16 Mais lui se retirait dans les endroits déserts, et il priait.
17 Un jour que Jésus enseignait, il y avait dans l’assistance des pharisiens et des docteurs de la Loi, venus de tous les villages de Galilée et de Judée, ainsi que de Jérusalem ; et la puissance du Seigneur était à l’œuvre pour lui faire opérer des guérisons.

Si de grandes foules veulent suivre Jésus, c’est pour l’entendre et se faire guérir. Elles ont entendu parler de lui car d’autres en ont parlé. Il est important de ne pas manquer de parler de Jésus comme celui dont la Parole guérit et libère. Son enseignement n’est pas une série de contraintes, mais une parole de réconfort et d’espérance. Ce besoin d’écoute et de guérison continue de faire courir les foules. Mais elles ne savent parfois vers où se tourner. Mais comment pourraient-elles découvrir les paroles de Jésus si personne ne leur en a parlé ou bien si elles n’ont que les déformations de ceux qui en parlent sans la vivre.

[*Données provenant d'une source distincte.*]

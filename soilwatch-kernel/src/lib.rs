//! SoilWatch kernel : ingestion de télémétrie capteurs + dashboard carte.
//!
//! Deux acteurs partagent uniquement la [`table::DeviceTable`] :
//! l'ingestor (tâche de fond, écriture) et les handlers HTTP (snapshots, lecture).

pub mod config;
pub mod health;
pub mod http;
pub mod ingest;
pub mod models;
pub mod page;
pub mod seed;
pub mod source;
pub mod state;
pub mod table;
pub mod view;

La parole de Jésus trouve sa source dans la prière, dans sa communion intime avec son Père, dans le secret du cœur. Il ne fuit pas la foule et ses attentes, mais il sait trouver les moyens de se ressourcer en profondeur. Sa disponibilité à son Père ne le rend que plus disponible aux foules. Nous retrouvons une association étroite entre l’enseignement et la guérison. Les paroles de Jésus accomplissent des guérisons. Nos paroles aussi peuvent guérir ou réconforter…

La foule et les porteurs

18 Arrivent des gens, portant sur une civière un homme qui était paralysé ; ils cherchaient à le faire entrer pour le placer devant Jésus.
19 Mais, ne voyant pas comment faire à cause de la foule, ils montèrent sur le toit et, en écartant les tuiles, ils le firent descendre avec sa civière en plein milieu devant Jésus.

L’évangéliste attire notre attention sur des gens portant une civière. L’homme paralysé ne peut, par ses propres forces, s’approcher de Jésus, il est dépendant de ceux qui le portent.

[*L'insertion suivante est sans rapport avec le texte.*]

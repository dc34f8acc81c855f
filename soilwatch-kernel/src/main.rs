/**
 * SOILWATCH KERNEL - Point d'entrée principal du serveur
 *
 * RÔLE : Orchestration des modules : config, seed, table devices, ingestion MQTT, HTTP.
 * Bootstrap complet avec erreurs fatales au démarrage uniquement (config, seed).
 *
 * ARCHITECTURE : ingestor MQTT (écriture) + API/dashboard HTTP (snapshots) autour d'une table partagée.
 */

use anyhow::Context;
use soilwatch_kernel::config::load_config;
use soilwatch_kernel::health::HealthTracker;
use soilwatch_kernel::http::{build_router, AppState};
use soilwatch_kernel::ingest::{spawn_ingestor, Backoff, TelemetryIngestor};
use soilwatch_kernel::seed::load_seed;
use soilwatch_kernel::source::MqttSource;
use soilwatch_kernel::table::DeviceTable;
use std::future::IntoFuture;
use std::net::SocketAddr;
use std::path::Path;
use tokio::net::TcpListener;
use tokio::sync::watch;
use tracing::{error, info};
use tracing_subscriber::EnvFilter;

#[tokio::main]
async fn main() -> anyhow::Result<()> {
    // Charger les variables d'environnement depuis .env (si présent)
    dotenvy::dotenv().ok();

    tracing_subscriber::fmt()
        .with_env_filter(EnvFilter::try_from_default_env().unwrap_or_else(|_| EnvFilter::new("info")))
        .init();

    let cfg = load_config().await.context("invalid kernel configuration")?;

    // table devices depuis le seed
    let seed = load_seed(Path::new(&cfg.seed_file)).await.context("invalid device seed")?;
    let table = DeviceTable::from_seed(seed)?;
    info!("device table initialized with {} devices", table.len());

    let health = HealthTracker::new();

    // ingestion MQTT en tâche de fond
    let (shutdown_tx, shutdown_rx) = watch::channel(false);
    let source = MqttSource::new(&cfg.mqtt).with_health(health.clone());
    let backoff = Backoff::new(cfg.ingest.backoff_initial(), cfg.ingest.backoff_max());
    let ingestor = TelemetryIngestor::new(source, table.clone(), health.clone(), backoff);
    let mut ingest_task = spawn_ingestor(ingestor, shutdown_rx);
    info!("consuming {} on {}:{} as {}", cfg.mqtt.topic, cfg.mqtt.host, cfg.mqtt.port, cfg.mqtt.client_id);

    let app_state = AppState {
        table,
        health,
        stale_after_secs: cfg.stale_after_secs,
        api_key: std::env::var("SOILWATCH_API_KEY").ok().filter(|k| !k.is_empty()),
    };
    let app = build_router(app_state);

    let addr: SocketAddr = cfg.http.bind.parse().with_context(|| format!("invalid http.bind {}", cfg.http.bind))?;
    let listener = TcpListener::bind(addr).await.with_context(|| format!("cannot bind {addr}"))?;
    info!("listening on http://{addr}");

    // le serveur HTTP et l'ingestor s'arrêtent sur le même signal
    let mut http_stop = shutdown_tx.subscribe();
    let server = tokio::spawn(
        axum::serve(listener, app)
            .with_graceful_shutdown(async move {
                let _ = http_stop.changed().await;
            })
            .into_future(),
    );

    // Ctrl-C, ou fin prématurée de l'ingestor (identifiants refusés avant la première connexion)
    let early_exit = tokio::select! {
        _ = tokio::signal::ctrl_c() => {
            info!("shutdown requested");
            None
        }
        res = &mut ingest_task => Some(res),
    };
    let _ = shutdown_tx.send(true);
    let outcome = match early_exit {
        Some(res) => res,
        None => ingest_task.await,
    };

    server.await?.context("http server failed")?;
    match outcome {
        Ok(Ok(())) => Ok(()),
        Ok(Err(e)) => {
            error!("ingestor ended with error: {e}");
            Err(e).context("telemetry stream failed")
        }
        Err(e) => Err(e).context("ingestor task panicked"),
    }
}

Leur but est de parvenir au plus près de Jésus pour lui présenter cet homme paralysé. Sans lui, ils n’auraient peut-être pas déployé autant d’énergie et d’imagination pour s’approcher de Jésus. Car si la route est obstruée, ils vont savoir prendre de la hauteur et ouvrir un chemin nouveau, direct et sans obstacles, pour déposer l’homme paralysé. Ils ne se sont pas laissé décourager par les obstacles, ils ont su trouver des solutions nouvelles. Le service des autres nous rend créatifs et déterminés.

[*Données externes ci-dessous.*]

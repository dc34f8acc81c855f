//! Page dashboard servie sur `/`.
//!
//! La scène initiale (tous les groupes) est embarquée dans la page ; le
//! sélecteur de groupe appelle ensuite `/scene?group=...` et redessine la
//! carte côté navigateur (Leaflet + OpenStreetMap) sans recharger la page.

use crate::view::{ViewScene, ALL_GROUPS};

fn escape_html(s: &str) -> String {
    s.replace('&', "&amp;")
        .replace('<', "&lt;")
        .replace('>', "&gt;")
        .replace('"', "&quot;")
        .replace('\'', "&#39;")
}

pub fn render_dashboard(scene: &ViewScene, groups: &[String]) -> String {
    // valeur vide = sélecteur effacé, résolu en "tous" par /scene
    let mut options = String::from(r#"<option value="" selected>Choose a group...</option>"#);
    options.push_str(&format!(r#"<option value="{ALL_GROUPS}">Show All</option>"#));
    for g in groups {
        let g = escape_html(g);
        options.push_str(&format!(r#"<option value="{g}">{g}</option>"#));
    }

    // "</" fermerait la balise script
    let scene_json = serde_json::to_string(scene)
        .unwrap_or_else(|_| "null".into())
        .replace("</", "<\\/");

    PAGE_TEMPLATE
        .replace("{{OPTIONS}}", &options)
        .replace("{{SCENE}}", &scene_json)
}

const PAGE_TEMPLATE: &str = r#"<!DOCTYPE html>
<html lang="en">
<head>
<meta charset="utf-8">
<title>IoT Panel</title>
<link rel="stylesheet" href="https://unpkg.com/leaflet@1.9.4/dist/leaflet.css">
<script src="https://unpkg.com/leaflet@1.9.4/dist/leaflet.js"></script>
<style>
  body { font-family: "Segoe UI", Roboto, sans-serif; background: #f5f7fa; margin: 0; padding: 5px; }
  h1 { text-align: center; color: #1a1a1a; margin-bottom: 5px; font-weight: 600; }
  .subtitle { text-align: center; color: #555; margin-bottom: 40px; }
  .panel { width: 90%; max-width: 2000px; margin: 0 auto; background: white; border-radius: 12px;
           padding: 25px 30px; box-shadow: 0 4px 10px rgba(0,0,0,0.1); }
  select { width: 100%; margin: 8px 0 20px; padding: 6px; }
  #map { width: 100%; min-height: 65vh; border-radius: 10px; }
  footer { text-align: center; margin-top: 40px; color: #888; font-size: 0.9em; }
</style>
</head>
<body>
<h1>IoT Device Panel</h1>
<p class="subtitle">Monitor soil moisture and temperature</p>
<div class="panel">
  <label for="group-select"><b>Select Group:</b></label>
  <select id="group-select">{{OPTIONS}}</select>
  <div id="map"></div>
</div>
<footer>ISS - Grupo 1</footer>
<script>
const initialScene = {{SCENE}};
const map = L.map("map");
L.tileLayer("https://{s}.tile.openstreetmap.org/{z}/{x}/{y}.png", {
  attribution: "&copy; OpenStreetMap contributors"
}).addTo(map);
const layer = L.layerGroup().addTo(map);

// noms et groupes viennent du seed : jamais interprétés comme HTML
function textElement(s) {
  const el = document.createElement("span");
  el.textContent = s;
  return el;
}

function render(scene) {
  layer.clearLayers();
  map.setView([scene.center.lat, scene.center.lon], scene.zoom);
  for (const cluster of scene.clusters) {
    for (const m of cluster.markers) {
      L.circleMarker([m.latitude, m.longitude], {
        radius: cluster.size / 2, color: cluster.color, fillColor: cluster.color, fillOpacity: 0.9
      }).bindTooltip(textElement(m.name), { permanent: true, direction: "top" })
        .bindPopup(textElement(m.label))
        .addTo(layer);
    }
  }
}

document.getElementById("group-select").addEventListener("change", async (ev) => {
  const res = await fetch("/scene?group=" + encodeURIComponent(ev.target.value));
  if (res.ok) { render(await res.json()); }
});

render(initialScene);
</script>
</body>
</html>
"#;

Il existe ainsi de ces chemins directs pour rejoindre Jésus, Sainte Thérèse de Lisieux en a fait l’expérience lorsqu’elle parle de sa « petite voie » faite de confiance sans limite à la manière des enfants et qui nous place au plus près de Jésus.

Le plus facile

20 Voyant leur foi, il dit : « Homme, tes péchés te sont pardonnés. »
21 Les scribes et les pharisiens se mirent à raisonner : « Qui est-il celui-là ? Il dit des blasphèmes ! Qui donc peut pardonner les péchés, sinon Dieu seul ? »
22 Mais Jésus, saisissant leurs pensées, leur répondit : « Pourquoi ces pensées dans vos cœurs ?
23 Qu’est-ce qui est le plus facile ? Dire : « Tes péchés te sont pardonnés », ou dire : « Lève-toi et marche » ? »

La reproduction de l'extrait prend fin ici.